The meaning of "as small as possible" depends on the exact method, and also on the right hand side $b$. However, in general smaller values of $|Q(\lambda_i)|$ mean less error for the $k$th iterate, and larger values of mean more error.

Picture the eigenvalues as dots on the $x$-axis. If you can imagine a low order polynomial that is zero or very small at each of these dots, then the Krylov method will perform well. But if making the polynomial small on some dots forces it to be large at other dots, then the Krylov method will perform poorly.

From this picture it is clear why Krylov methods perform well when the eigenvalues are clustered: if the polynomial is small for one eigenvalue in the cluster, then it will also be small for all other points in the cluster for free.

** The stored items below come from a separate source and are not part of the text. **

// SPDX-License-Identifier: BUSL-1.1
// Copyright (c) 2026 Alfred Jean LLC

//! No-op chat adapter used when no chat credential is configured.

use super::{ChatAdapter, ChatError};
use async_trait::async_trait;
use std::path::Path;

/// Chat adapter that drops everything (logged at debug level).
#[derive(Clone, Default)]
pub struct NoopChatAdapter;

impl NoopChatAdapter {
    pub fn new() -> Self {
        Self
    }
}

#[async_trait]
impl ChatAdapter for NoopChatAdapter {
    async fn send_message(&self, chat_id: &str, text: &str) -> Result<(), ChatError> {
        tracing::debug!(chat_id, len = text.len(), "chat disabled, dropping message");
        Ok(())
    }

    async fn send_image(&self, chat_id: &str, path: &Path) -> Result<(), ChatError> {
        tracing::debug!(chat_id, path = %path.display(), "chat disabled, dropping image");
        Ok(())
    }
}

Here is a picture illustrating the idea: MINRES polynomials This picture is from Section 3.3 of my dissertation (https://repositories.lib.utexas.edu/bitstream/handle/2152/75559/ALGER-DISSERTATION-2019.pdf), where I discuss this in more detail.

A good reference is Chapter 6 of the following book:

Saad, Yousef. Iterative methods for sparse linear systems. Society for Industrial and Applied Mathematics, 2003. https://citeseerx.ist.psu.edu/document?repid=rep1&type=pdf&doi=1e76c1586c460787b06cae3247a34c94600975e0

Another good reference is Section 9 of the following paper:

Shewchuk, J. R. (1994). An introduction to the conjugate gradient method without the agonizing pain. https://www.cs.cmu.edu/~quake-papers/painless-conjugate-gradient.pdf


Edit 1: (comment on non-symmetry)

If the matrix $A$ is non-symmetric, then then the eigenvalues do still matter, but they do not tell the whole story; the conditioning of the eigenvector matrix matters as well. In particular, suppose that $A$ has eigenvalue decomposition $A=X \Lambda X^{-1}$. Convergence bounds are typically worsened by a factor of $\operatorname {cond} \left(X\right) := ||X||_2 ||X^{-1}||_2$.

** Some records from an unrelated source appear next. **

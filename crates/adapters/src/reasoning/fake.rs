// SPDX-License-Identifier: BUSL-1.1
// Copyright (c) 2026 Alfred Jean LLC

//! Fake reasoning adapter for deterministic testing
#![cfg_attr(coverage_nightly, coverage(off))]

use super::{
    ReasoningAdapter, ReasoningError, ReasoningErrorKind, ReasoningMessage, SessionConfig,
    SessionEnvelope,
};
use async_trait::async_trait;
use ovs_core::{ModelTier, TaskId};
use parking_lot::Mutex;
use std::collections::{HashMap, VecDeque};
use std::path::PathBuf;
use std::sync::Arc;
use tokio::sync::mpsc;

/// Recorded call to FakeReasoningAdapter
#[derive(Debug, Clone)]
pub enum ReasoningCall {
    Start {
        task_id: TaskId,
        prompt: String,
        model: ModelTier,
        resumed: Option<String>,
    },
    Kill {
        task_id: TaskId,
    },
    OneShot {
        prompt: String,
        model: ModelTier,
    },
}

/// Script for one session: messages delivered immediately on start, then
/// either a `Closed` envelope or (when `hold` is set) nothing until the
/// test closes the session explicitly.
#[derive(Debug, Clone, Default)]
pub struct SessionScript {
    pub messages: Vec<ReasoningMessage>,
    pub error: Option<ReasoningError>,
    pub hold: bool,
}

impl SessionScript {
    /// A session that reports init + a successful result and closes.
    pub fn success(session_id: &str, payload: &str, cost_usd: f64) -> Self {
        Self {
            messages: vec![
                ReasoningMessage::Init {
                    session_id: session_id.to_string(),
                },
                ReasoningMessage::Result {
                    payload: payload.to_string(),
                    cost_usd: Some(cost_usd),
                    stop_reason: Some("end_turn".to_string()),
                },
            ],
            error: None,
            hold: false,
        }
    }

    /// A session that fails with the given classified error.
    pub fn failure(error: ReasoningError) -> Self {
        Self {
            messages: vec![],
            error: Some(error),
            hold: false,
        }
    }

    /// A session that emits init and then stays open until the test
    /// closes it.
    pub fn held(session_id: &str) -> Self {
        Self {
            messages: vec![ReasoningMessage::Init {
                session_id: session_id.to_string(),
            }],
            error: None,
            hold: true,
        }
    }
}

/// Fake reasoning adapter.
///
/// Sessions play back queued scripts; one-shot calls pop queued responses.
/// All calls are recorded for assertions.
#[derive(Clone, Default)]
pub struct FakeReasoningAdapter {
    inner: Arc<Mutex<FakeState>>,
}

#[derive(Default)]
struct FakeState {
    scripts: VecDeque<SessionScript>,
    one_shots: VecDeque<Result<String, ReasoningError>>,
    open: HashMap<TaskId, mpsc::Sender<(TaskId, SessionEnvelope)>>,
    calls: Vec<ReasoningCall>,
    start_error: Option<ReasoningError>,
}

impl FakeReasoningAdapter {
    pub fn new() -> Self {
        Self::default()
    }

    /// Queue a script for the next session start.
    pub fn push_script(&self, script: SessionScript) {
        self.inner.lock().scripts.push_back(script);
    }

    /// Queue a response for the next one-shot call.
    pub fn push_one_shot(&self, response: Result<String, ReasoningError>) {
        self.inner.lock().one_shots.push_back(response);
    }

    /// Fail the next `start` call with this error.
    pub fn set_start_error(&self, error: ReasoningError) {
        self.inner.lock().start_error = Some(error);
    }

    /// Get all recorded calls
    pub fn calls(&self) -> Vec<ReasoningCall> {
        self.inner.lock().calls.clone()
    }

    /// Number of sessions currently open (held and not yet closed).
    pub fn open_count(&self) -> usize {
        self.inner.lock().open.len()
    }

    /// Send an extra message on a held session.
    pub async fn send_message(&self, task_id: &TaskId, message: ReasoningMessage) {
        let tx = self.inner.lock().open.get(task_id).cloned();
        if let Some(tx) = tx {
            let _ = tx
                .send((task_id.clone(), SessionEnvelope::Message(message)))
                .await;
        }
    }

    /// Close a held session with an optional error.
    pub async fn close_session(&self, task_id: &TaskId, error: Option<ReasoningError>) {
        let tx = self.inner.lock().open.remove(task_id);
        if let Some(tx) = tx {
            let _ = tx
                .send((task_id.clone(), SessionEnvelope::Closed { error }))
                .await;
        }
    }
}

#[async_trait]
impl ReasoningAdapter for FakeReasoningAdapter {
    async fn start(
        &self,
        config: SessionConfig,
        envelope_tx: mpsc::Sender<(TaskId, SessionEnvelope)>,
    ) -> Result<(), ReasoningError> {
        let script = {
            let mut inner = self.inner.lock();
            inner.calls.push(ReasoningCall::Start {
                task_id: config.task_id.clone(),
                prompt: config.prompt.clone(),
                model: config.model,
                resumed: config.resume_session.clone(),
            });
            if let Some(error) = inner.start_error.take() {
                return Err(error);
            }
            inner.scripts.pop_front().unwrap_or_default()
        };

        for message in script.messages {
            let _ = envelope_tx
                .send((config.task_id.clone(), SessionEnvelope::Message(message)))
                .await;
        }

        if script.hold {
            self.inner
                .lock()
                .open
                .insert(config.task_id.clone(), envelope_tx);
        } else {
            let _ = envelope_tx
                .send((
                    config.task_id.clone(),
                    SessionEnvelope::Closed {
                        error: script.error,
                    },
                ))
                .await;
        }
        Ok(())
    }

    async fn kill(&self, task_id: &TaskId) -> Result<(), ReasoningError> {
        let tx = {
            let mut inner = self.inner.lock();
            inner.calls.push(ReasoningCall::Kill {
                task_id: task_id.clone(),
            });
            inner.open.remove(task_id)
        };
        if let Some(tx) = tx {
            let _ = tx
                .send((
                    task_id.clone(),
                    SessionEnvelope::Closed {
                        error: Some(ReasoningError::new(
                            ReasoningErrorKind::Aborted,
                            "session aborted",
                        )),
                    },
                ))
                .await;
        }
        Ok(())
    }

    async fn one_shot(
        &self,
        prompt: String,
        model: ModelTier,
        _workspace: PathBuf,
    ) -> Result<String, ReasoningError> {
        let mut inner = self.inner.lock();
        inner.calls.push(ReasoningCall::OneShot {
            prompt,
            model,
        });
        inner.one_shots.pop_front().unwrap_or_else(|| {
            Err(ReasoningError::new(
                ReasoningErrorKind::Unknown,
                "no scripted one-shot response",
            ))
        })
    }
}

#[cfg(test)]
#[path = "fake_tests.rs"]
mod tests;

For example, in Proposition 6.32 of Saad's book the following bound for GMRES convergence is proven: $$||r_k||_2 \le \operatorname{cond}\left(X\right) ||r_0||_2 \min_Q \max_i |Q(\lambda_i)|$$ where $r_k$ is the residual at the $k$th iteration, the minimization is taken over all $k$th order polynomials $Q$ satisfying $Q(0)=1$, and the maximization is taken over all eigenvalues.


Edit 2: (proof sketch)

Here is a sketch of the proof for the convergence bound in Edit 1, adapted from appendix D in my dissertation. Similar proofs can be found in all the references mentioned.

To see why the convergence bound in Edit 1 holds, notice that elements of the Krylov subspace $$\mathcal{K}_k = \operatorname{span}\{b, Ab, A^2 b, \dots, A^{k-1} b\}$$ are in bijective correspondence with the set of all $(k-1)$th order polynomials, $\mathcal{P}_{k-1}$ (including polynomials $P$ with $P(0) \neq 1$) via the map $$P \leftrightarrow P(A) b.$$ Starting from the minimal residual condition that defines GMRES, and using this bijection, we have: \begin{align*} ||b - A x_k|| &= \min_{x \in \mathcal{K}_k} ||b - A x|| \\ &= \min_{P \in \mathcal{P}_{k-1}} ||b - A P(A) b|| \\ &= \min_{Q \in \mathcal{Q}_j} ||Q(A)b||, \end{align*} where $\mathcal{Q}_k$ is the set of all $k$th order polynomials satisfying $Q(0)=1$.

The desired convergence bound now follows from expressing $Q(A)$ in the basis of eigenvectors of $A$ so that it becomes diagonal, i.e., $$Q(A)=X Q(\Lambda) X^{-1},$$ then using the submultiplicative property of the induced 2-norm.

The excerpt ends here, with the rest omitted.